━━ Data section

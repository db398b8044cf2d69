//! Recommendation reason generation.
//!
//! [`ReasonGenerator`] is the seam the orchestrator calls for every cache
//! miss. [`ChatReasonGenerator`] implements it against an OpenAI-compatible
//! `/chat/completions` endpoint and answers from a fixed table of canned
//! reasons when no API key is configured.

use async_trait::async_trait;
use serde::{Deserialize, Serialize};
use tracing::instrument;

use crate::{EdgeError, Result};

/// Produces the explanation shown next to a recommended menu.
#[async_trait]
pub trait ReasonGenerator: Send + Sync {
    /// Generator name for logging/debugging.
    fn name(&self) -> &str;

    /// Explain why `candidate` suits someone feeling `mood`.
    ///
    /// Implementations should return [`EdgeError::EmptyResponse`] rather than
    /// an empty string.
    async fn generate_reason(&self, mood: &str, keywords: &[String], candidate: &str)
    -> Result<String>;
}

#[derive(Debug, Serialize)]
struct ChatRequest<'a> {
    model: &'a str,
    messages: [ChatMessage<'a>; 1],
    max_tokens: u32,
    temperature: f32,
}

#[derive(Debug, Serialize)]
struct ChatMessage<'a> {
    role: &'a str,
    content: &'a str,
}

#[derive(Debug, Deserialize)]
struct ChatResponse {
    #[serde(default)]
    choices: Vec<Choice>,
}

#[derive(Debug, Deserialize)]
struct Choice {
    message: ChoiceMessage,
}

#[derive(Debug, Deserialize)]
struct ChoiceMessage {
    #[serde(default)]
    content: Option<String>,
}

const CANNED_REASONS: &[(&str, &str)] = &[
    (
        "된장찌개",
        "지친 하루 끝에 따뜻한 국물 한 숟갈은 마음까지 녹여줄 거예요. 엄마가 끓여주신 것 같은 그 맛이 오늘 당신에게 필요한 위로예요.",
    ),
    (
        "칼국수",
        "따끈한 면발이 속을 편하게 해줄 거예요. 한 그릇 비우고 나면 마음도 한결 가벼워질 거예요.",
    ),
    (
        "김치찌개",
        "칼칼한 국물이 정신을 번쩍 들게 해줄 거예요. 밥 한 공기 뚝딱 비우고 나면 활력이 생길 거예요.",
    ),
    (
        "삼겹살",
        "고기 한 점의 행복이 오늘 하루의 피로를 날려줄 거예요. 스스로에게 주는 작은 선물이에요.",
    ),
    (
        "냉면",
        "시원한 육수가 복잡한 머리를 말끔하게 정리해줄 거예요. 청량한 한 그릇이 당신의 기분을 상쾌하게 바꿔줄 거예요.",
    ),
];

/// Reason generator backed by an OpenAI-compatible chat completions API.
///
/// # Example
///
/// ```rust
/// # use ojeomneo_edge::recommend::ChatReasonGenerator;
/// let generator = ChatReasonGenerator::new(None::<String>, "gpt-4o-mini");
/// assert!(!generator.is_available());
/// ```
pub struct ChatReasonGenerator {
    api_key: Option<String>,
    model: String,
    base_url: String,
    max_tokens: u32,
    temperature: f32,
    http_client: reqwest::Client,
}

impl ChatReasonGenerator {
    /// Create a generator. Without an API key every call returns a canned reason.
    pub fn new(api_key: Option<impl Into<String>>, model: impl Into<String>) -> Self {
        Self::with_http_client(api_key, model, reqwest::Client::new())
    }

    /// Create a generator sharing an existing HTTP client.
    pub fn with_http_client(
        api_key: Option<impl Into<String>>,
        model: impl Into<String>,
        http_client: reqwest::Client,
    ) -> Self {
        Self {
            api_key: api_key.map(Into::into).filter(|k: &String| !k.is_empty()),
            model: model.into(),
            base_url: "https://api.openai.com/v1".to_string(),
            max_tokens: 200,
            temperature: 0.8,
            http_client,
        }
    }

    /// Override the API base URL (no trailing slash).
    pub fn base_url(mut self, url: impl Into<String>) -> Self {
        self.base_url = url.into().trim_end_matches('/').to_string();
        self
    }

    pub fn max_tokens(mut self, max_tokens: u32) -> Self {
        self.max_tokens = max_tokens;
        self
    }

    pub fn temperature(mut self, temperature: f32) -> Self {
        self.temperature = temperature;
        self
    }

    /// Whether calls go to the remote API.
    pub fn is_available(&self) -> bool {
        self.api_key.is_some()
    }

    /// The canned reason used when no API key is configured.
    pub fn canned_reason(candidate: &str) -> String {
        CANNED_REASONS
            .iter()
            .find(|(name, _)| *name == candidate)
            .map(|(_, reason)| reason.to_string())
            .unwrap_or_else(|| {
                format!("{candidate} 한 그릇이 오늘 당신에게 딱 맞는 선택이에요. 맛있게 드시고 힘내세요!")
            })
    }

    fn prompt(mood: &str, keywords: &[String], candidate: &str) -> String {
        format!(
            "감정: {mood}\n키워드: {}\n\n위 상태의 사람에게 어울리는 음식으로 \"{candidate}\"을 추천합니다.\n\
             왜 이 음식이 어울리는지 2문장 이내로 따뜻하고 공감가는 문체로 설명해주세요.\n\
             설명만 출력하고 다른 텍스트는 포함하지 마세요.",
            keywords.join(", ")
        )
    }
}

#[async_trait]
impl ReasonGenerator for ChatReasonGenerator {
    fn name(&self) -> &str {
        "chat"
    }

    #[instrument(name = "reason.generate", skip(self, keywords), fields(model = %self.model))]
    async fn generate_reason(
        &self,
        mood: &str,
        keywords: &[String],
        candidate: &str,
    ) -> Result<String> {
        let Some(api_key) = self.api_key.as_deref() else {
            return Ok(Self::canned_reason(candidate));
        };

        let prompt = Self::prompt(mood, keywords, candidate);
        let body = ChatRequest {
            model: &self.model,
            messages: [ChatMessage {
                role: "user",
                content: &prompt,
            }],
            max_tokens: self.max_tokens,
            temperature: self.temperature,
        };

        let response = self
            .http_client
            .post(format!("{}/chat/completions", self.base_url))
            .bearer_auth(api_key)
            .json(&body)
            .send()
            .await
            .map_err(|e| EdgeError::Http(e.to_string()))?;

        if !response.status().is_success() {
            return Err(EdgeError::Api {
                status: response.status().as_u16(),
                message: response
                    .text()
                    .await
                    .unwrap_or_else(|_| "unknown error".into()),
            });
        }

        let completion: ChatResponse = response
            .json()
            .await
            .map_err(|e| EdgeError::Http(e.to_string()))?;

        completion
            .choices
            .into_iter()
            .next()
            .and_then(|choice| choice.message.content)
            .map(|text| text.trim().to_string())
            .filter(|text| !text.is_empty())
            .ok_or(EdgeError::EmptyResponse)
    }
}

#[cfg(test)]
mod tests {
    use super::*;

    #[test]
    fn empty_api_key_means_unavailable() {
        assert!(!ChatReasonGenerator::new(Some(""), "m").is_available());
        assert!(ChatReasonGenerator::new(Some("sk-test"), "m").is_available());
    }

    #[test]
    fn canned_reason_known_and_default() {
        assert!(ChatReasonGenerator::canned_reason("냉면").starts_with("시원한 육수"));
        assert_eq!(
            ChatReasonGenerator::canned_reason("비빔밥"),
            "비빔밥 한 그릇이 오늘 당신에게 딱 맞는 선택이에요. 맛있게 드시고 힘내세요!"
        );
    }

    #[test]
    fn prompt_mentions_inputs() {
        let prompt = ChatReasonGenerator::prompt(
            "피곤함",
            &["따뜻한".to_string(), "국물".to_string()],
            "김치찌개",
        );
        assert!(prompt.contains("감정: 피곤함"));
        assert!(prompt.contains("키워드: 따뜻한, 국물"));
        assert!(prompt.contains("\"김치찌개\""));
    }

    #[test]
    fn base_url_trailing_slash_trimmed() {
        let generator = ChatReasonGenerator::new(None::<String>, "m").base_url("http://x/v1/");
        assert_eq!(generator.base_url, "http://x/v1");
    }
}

━━━━

* Exercise goal
Copy every line from the records above that contains the word "temperature".

* Answer space
    temperature: f32,
    temperature: f32,
            temperature: 0.8,
    pub fn temperature(mut self, temperature: f32) -> Self {
        self.temperature = temperature;
            temperature: self.temperature,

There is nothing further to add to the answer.